El objetivo de la cena en casa de Cortés residía en concretar un principio de acuerdo que alcanzamos con los Albertos para que abandonaran Banesto y se rompiera la fusión con el Central. Ya tenía claro que no podía continuar con mi proyecto. Por mucho que me doliera, debía rendirme a la evidencia. Los dos bancos sufrían y en la vida en ocasiones tienes que dejar de lado lo mejor para centrarte en lo posible. Y lo más posible, práctico, operativo, concreto y con posibilidades de futuro residía, precisamente, en dejar de lado la fusión. A ellos, al poder, esa decisión les encantaría. No en vano hicieron lo que hicieron. Cierto es que querían echarme del banco fusionado, pero la cosa no les funcionaba. Así que mejor —debieron pensar— romper la fusión y ya nos ocuparemos más tarde de Mario Conde, una vez que hayamos ejecutado a Escámez.

Nada podía gustarles más ni a ellos ni al poder político que los soportaba. Lo sabía, lo intuía, pero no me quedaba más remedio que transitar por semejante carril tratando de sortear las minas persona-persona con las que lo habían infectado. En la situación en la que se encontraba el proyecto, empantanado, sin avanzar en dirección alguna, desmoralizados los ejecutivos, nerviosos los Consejos y el mercado expectante, continuar sin más constituía una grave irresponsabilidad que podría afectar a los dos bancos. Obviamente, si los Albertos se iban de Banesto y se rompía la fusión, concentrándose nuevamente en el Central, el sufrimiento de Alfonso Escámez volvería a convertirse en el plato del día. No podía evitarlo. Debía pensar en nosotros.

Por eso mandé el mensaje. Por eso fue inmediata y entusiásticamente recibido. Por eso estábamos cenando.

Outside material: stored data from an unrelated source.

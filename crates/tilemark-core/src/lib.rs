//! Tilemark Core - tiled watermarking library.
//!
//! Tilemark overlays a semi-transparent watermark, repeated on a grid, across
//! a source image and exports the result as JPEG.
//!
//! # Architecture
//!
//! ```text
//! Image → Validate → Decode → RGBA → [Crop + Resize] → Tile watermark → JPEG
//! ```
//!
//! # Usage
//!
//! ```rust,ignore
//! use tilemark_core::{Config, ProcessOptions, WatermarkProcessor};
//!
//! #[tokio::main]
//! async fn main() -> tilemark_core::Result<()> {
//!     let config = Config::load()?;
//!     let processor =
//!         WatermarkProcessor::load(&config, "logo.png".as_ref(), config.watermark.opacity)
//!             .await?;
//!
//!     let result = processor
//!         .process("photo.png".as_ref(), "photo.jpg".as_ref(), &ProcessOptions::default())
//!         .await?;
//!     println!("Pasted {} tiles", result.tiles.tiles);
//!     Ok(())
//! }
//! ```

// Module declarations
pub mod config;
pub mod error;
pub mod manifest;
pub mod pipeline;
pub mod types;

// Re-exports for convenient access
pub use config::Config;
pub use error::{ConfigError, PipelineError, PipelineResult, Result, TilemarkError};
pub use manifest::{ManifestFormat, ManifestWriter};
pub use pipeline::{
    DiscoveredFile, FileDiscovery, ProcessOptions, ThumbnailSize, Watermark, WatermarkProcessor,
};
pub use types::{ProcessingStats, WatermarkedImage};

/// Library version.
pub const VERSION: &str = env!("CARGO_PKG_VERSION");
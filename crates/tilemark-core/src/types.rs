//! Core data types for the Tilemark pipeline.
//!
//! These types describe the outcome of watermarking an image and are what
//! the manifest writer serializes.

use serde::{Deserialize, Serialize};
use std::path::PathBuf;

use crate::pipeline::thumbnail::CropBox;
use crate::pipeline::watermark::TileStats;

/// Record of one watermarked image.
#[derive(Debug, Clone, Serialize, Deserialize)]
pub struct WatermarkedImage {
    // === Files ===
    /// Source image path
    pub source: PathBuf,

    /// Written JPEG path
    pub output: PathBuf,

    // === Source ===
    /// Detected source format ("jpeg", "png", ...)
    pub format: String,

    /// Source width in pixels
    pub source_width: u32,

    /// Source height in pixels
    pub source_height: u32,

    // === Result ===
    /// Output width in pixels
    pub width: u32,

    /// Output height in pixels
    pub height: u32,

    /// Region of the source kept by thumbnailing
    #[serde(skip_serializing_if = "Option::is_none")]
    pub crop: Option<CropBox>,

    /// Watermark tiling counts
    pub tiles: TileStats,

    /// Size of the written JPEG in bytes
    pub output_size: u64,

    /// Wall time spent on this image
    pub elapsed_ms: u64,
}

/// Aggregate counters for a batch run.
#[derive(Debug, Clone, Copy, Default, Serialize, Deserialize)]
pub struct ProcessingStats {
    pub succeeded: u64,
    pub failed: u64,
    pub skipped: u64,
    /// Total bytes of JPEG written
    pub bytes_written: u64,
}

impl ProcessingStats {
    pub fn total(&self) -> u64 {
        self.succeeded + self.failed + self.skipped
    }

    /// Record a successfully written image.
    pub fn record(&mut self, image: &WatermarkedImage) {
        self.succeeded += 1;
        self.bytes_written += image.output_size;
    }
}
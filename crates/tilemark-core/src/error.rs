//! Error types for the Tilemark watermarking pipeline.
//!
//! Errors are organized by stage to provide clear, actionable error messages
//! that include relevant context (file paths, stage names, specific issues).

use std::path::PathBuf;
use thiserror::Error;

/// Top-level error type for Tilemark operations.
#[derive(Error, Debug)]
pub enum TilemarkError {
    /// Configuration-related errors
    #[error("Configuration error: {0}")]
    Config(#[from] ConfigError),

    /// Pipeline processing errors
    #[error("Pipeline error: {0}")]
    Pipeline(#[from] PipelineError),

    /// General I/O errors
    #[error("IO error: {0}")]
    Io(#[from] std::io::Error),

    /// JSON serialization errors (manifest output)
    #[error("JSON error: {0}")]
    Json(#[from] serde_json::Error),
}

/// Configuration-specific errors.
#[derive(Error, Debug)]
pub enum ConfigError {
    /// Failed to read the config file from disk
    #[error("Failed to read config file: {0}")]
    ReadError(#[from] std::io::Error),

    /// Failed to parse TOML configuration
    #[error("Failed to parse config: {0}")]
    ParseError(#[from] toml::de::Error),

    /// Configuration values are invalid
    #[error("Invalid configuration: {0}")]
    ValidationError(String),
}

/// Pipeline processing errors, organized by stage.
#[derive(Error, Debug)]
pub enum PipelineError {
    /// Image decoding failed
    #[error("Decode error for {path}: {message}")]
    Decode { path: PathBuf, message: String },

    /// JPEG encoding or writing failed
    #[error("Encode error for {path}: {message}")]
    Encode { path: PathBuf, message: String },

    /// Operation timed out
    #[error("Timeout in {stage} stage for {path} after {timeout_ms}ms")]
    Timeout {
        path: PathBuf,
        stage: String,
        timeout_ms: u64,
    },

    /// File exceeds size limit
    #[error("File too large: {path} ({size_mb}MB > {max_mb}MB)")]
    FileTooLarge {
        path: PathBuf,
        size_mb: u64,
        max_mb: u64,
    },

    /// Image dimensions exceed limit
    #[error("Image too large: {path} ({width}x{height} > {max_dim})")]
    ImageTooLarge {
        path: PathBuf,
        width: u32,
        height: u32,
        max_dim: u32,
    },

    /// Unsupported image format
    #[error("Unsupported format for {path}: {format}")]
    UnsupportedFormat { path: PathBuf, format: String },

    /// Watermark opacity outside [0, 1]
    #[error("Invalid opacity {0}: must be between 0.0 and 1.0")]
    InvalidOpacity(f64),

    /// Thumbnail size could not be parsed or has a zero side
    #[error("Invalid thumbnail size '{0}': expected WIDTHxHEIGHT with both > 0")]
    InvalidThumbnailSize(String),

    /// Thumbnail target larger than the configured dimension limit
    #[error("Thumbnail size {size} exceeds the {max_dim}px dimension limit")]
    ThumbnailTooLarge { size: String, max_dim: u32 },

    /// Destination already exists and overwriting is disabled
    #[error("Output already exists: {0}")]
    OutputExists(PathBuf),

    /// File not found
    #[error("File not found: {0}")]
    FileNotFound(PathBuf),
}

/// Convenience type alias for Tilemark results.
pub type Result<T> = std::result::Result<T, TilemarkError>;

/// Convenience type alias for pipeline-specific results.
pub type PipelineResult<T> = std::result::Result<T, PipelineError>;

Al concluir la cena, Matías, Boyer, Romualdo García Ambrosio y yo acomodamos nuestros cuerpos serranos en la biblioteca. A pesar del tiempo transcurrido no pudimos consumir ni un minuto en nuestro asunto, la salida de los Albertos de Banesto, debido a que Boyer nos ilustraba acerca de los errores y aciertos de la política económica de Solchaga y por dónde, a su juicio, deberíamos caminar para alcanzar el éxito apetecido. Muy interesante, sin la menor de las dudas, pero no estábamos allí para recibir clases de macroeconomía de salón, sino para ver cómo rompíamos un gigantesco proyecto económico empresarial debido a las presiones políticas, ejercidas de muchas maneras y, entre ellas, con el nombramiento de quien nos ilustraba.